= San Francisco Hep B Free =

American citywide campaign in California

San Francisco Hep B Free is a citywide campaign to turn San Francisco into the first hepatitis B free city in the United States. This unprecedented campaign began in 2007, with the objective to screen, vaccinate, and treat all San Francisco Asian and Pacific Islander (API) residents for hepatitis B by providing convenient, free or low-cost testing opportunities at partnering health facilities and events.

API's have the highest risk of hepatitis B of any ethnic group. San Francisco's API residents comprise 34% of the city's population and bear a disproportionate burden of liver cancer and undetected hepatitis B infection. Hepatitis B is a serious disease responsible for 80% of all liver cancers among APIs. San Francisco has the highest liver cancer rate in the nation. It is estimated that one in ten people in the API community have an undiagnosed infection. APIs are up to 100 times more likely to suffer from chronic hepatitis B infection and four times more likely to die from liver cancer compared with the general population.

The San Francisco Hep B Free campaign put San Francisco at the forefront of America in fighting chronic hepatitis. It was the largest, most intensive healthcare campaign for Asian and Pacific Islanders in the U.S. This initiative received national attention and is being looked to as a model by the California legislature. Mayor Gavin Newsom, Assemblywoman Fiona Ma and Supervisor Ed Jew lead the effort, partnering with more than 50 healthcare and Asian Pacific Islander (API) organizations. The San Francisco Board of Supervisors and San Francisco Health Commission passed unanimous resolutions supporting San Francisco Hep B Free.

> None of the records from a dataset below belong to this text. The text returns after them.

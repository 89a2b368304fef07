use axum::http::HeaderMap;
use uuid::Uuid;

use velocity_types::{PlanFeatures, Profile, SubscriptionTier};

use crate::api::{ApiError, ApiResult};
use crate::db::repositories::ProfileRepository;
use crate::state::AppState;

pub const SESSION_HEADER: &str = "X-Session-Token";

/// Who is making a request. Anonymous viewers get the free plan.
#[derive(Debug, Clone, Default)]
pub struct Viewer {
    pub profile: Option<Profile>,
    pub is_admin: bool,
}

impl Viewer {
    pub fn tier(&self) -> SubscriptionTier {
        self.profile
            .as_ref()
            .map(|p| p.subscription_tier)
            .unwrap_or_default()
    }

    pub fn features(&self) -> PlanFeatures {
        self.tier().features()
    }

    pub fn user_id(&self) -> Option<Uuid> {
        self.profile.as_ref().map(|p| p.id)
    }

    /// Admins and tiers with niche tracking may manage seeds
    pub fn can_manage_seeds(&self) -> bool {
        self.is_admin || self.features().niche_tracking
    }
}

pub fn session_token(headers: &HeaderMap) -> Option<&str> {
    headers
        .get(SESSION_HEADER)
        .and_then(|v| v.to_str().ok())
        .map(str::trim)
        .filter(|t| !t.is_empty())
}

/// `Authorization: Bearer <value>`
pub fn bearer_token(headers: &HeaderMap) -> Option<&str> {
    headers
        .get(axum::http::header::AUTHORIZATION)
        .and_then(|v| v.to_str().ok())
        .and_then(|v| v.strip_prefix("Bearer "))
        .map(str::trim)
        .filter(|t| !t.is_empty())
}

/// Resolve the viewer. Missing or stale sessions yield an anonymous viewer.
pub fn current_viewer(state: &AppState, headers: &HeaderMap) -> ApiResult<Viewer> {
    let Some(user_id) = session_token(headers)
        .and_then(|token| state.get_authenticated_user_id_from_token(token))
    else {
        return Ok(Viewer::default());
    };

    let profile = ProfileRepository::new(state.db.pool.clone()).get_by_id(&user_id)?;
    let is_admin = profile
        .as_ref()
        .map(|p| state.settings.is_admin_email(&p.email))
        .unwrap_or(false);

    Ok(Viewer { profile, is_admin })
}

/// Like [`current_viewer`] but a signed-in profile is mandatory (401 otherwise)
pub fn require_profile(state: &AppState, headers: &HeaderMap) -> ApiResult<(Profile, bool)> {
    let viewer = current_viewer(state, headers)?;
    match viewer.profile {
        Some(profile) => Ok((profile, viewer.is_admin)),
        None => Err(ApiError::unauthorized()),
    }
}

#[cfg(test)]
mod tests {
    use super::*;
    use axum::http::HeaderValue;
    use chrono::Utc;

    fn profile(tier: SubscriptionTier) -> Profile {
        Profile {
            id: Uuid::new_v4(),
            email: "viewer@velocity.app".to_string(),
            subscription_tier: tier,
            billing_customer_id: None,
            created_at: Utc::now(),
        }
    }

    #[test]
    fn test_anonymous_viewer_is_free() {
        let viewer = Viewer::default();
        assert_eq!(viewer.tier(), SubscriptionTier::Free);
        assert!(viewer.user_id().is_none());
        assert!(!viewer.can_manage_seeds());
    }

    #[test]
    fn test_seed_management_rights() {
        let pro = Viewer {
            profile: Some(profile(SubscriptionTier::Pro)),
            is_admin: false,
        };
        let free_admin = Viewer {
            profile: Some(profile(SubscriptionTier::Free)),
            is_admin: true,
        };
        let free = Viewer {
            profile: Some(profile(SubscriptionTier::Free)),
            is_admin: false,
        };
        assert!(pro.can_manage_seeds());
        assert!(free_admin.can_manage_seeds());
        assert!(!free.can_manage_seeds());
    }

    #[test]
    fn test_header_parsing() {
        let mut headers = HeaderMap::new();
        assert!(session_token(&headers).is_none());

        headers.insert(SESSION_HEADER, HeaderValue::from_static(" abc "));
        headers.insert("authorization", HeaderValue::from_static("Bearer vl_sk_live_1"));
        assert_eq!(session_token(&headers), Some("abc"));
        assert_eq!(bearer_token(&headers), Some("vl_sk_live_1"));

        headers.insert("authorization", HeaderValue::from_static("Basic xyz"));
        assert!(bearer_token(&headers).is_none());
    }
}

Kaiser Permanente, San Francisco Medical Center was asked to present the first Hep B conferences. Gayle Akins, Kaiser Permanente CME department produced the accredited conferences on Hepatitis B for physicians, allied health professionals, community organizations and the public. The San Francisco Hep B Free Steering Committee was made up of the San Francisco Department of Public Health, Asian Liver Center at Stanford University, and AsianWeek Foundation. Assemblywoman Ma served as spokesperson and Honorary Chairperson.The efforts of San Francisco Hep B Free have been the model for similar efforts in other California counties, as well as Chicago, Las Vegas, Hawaii, Philadelphia, and Washington, DC.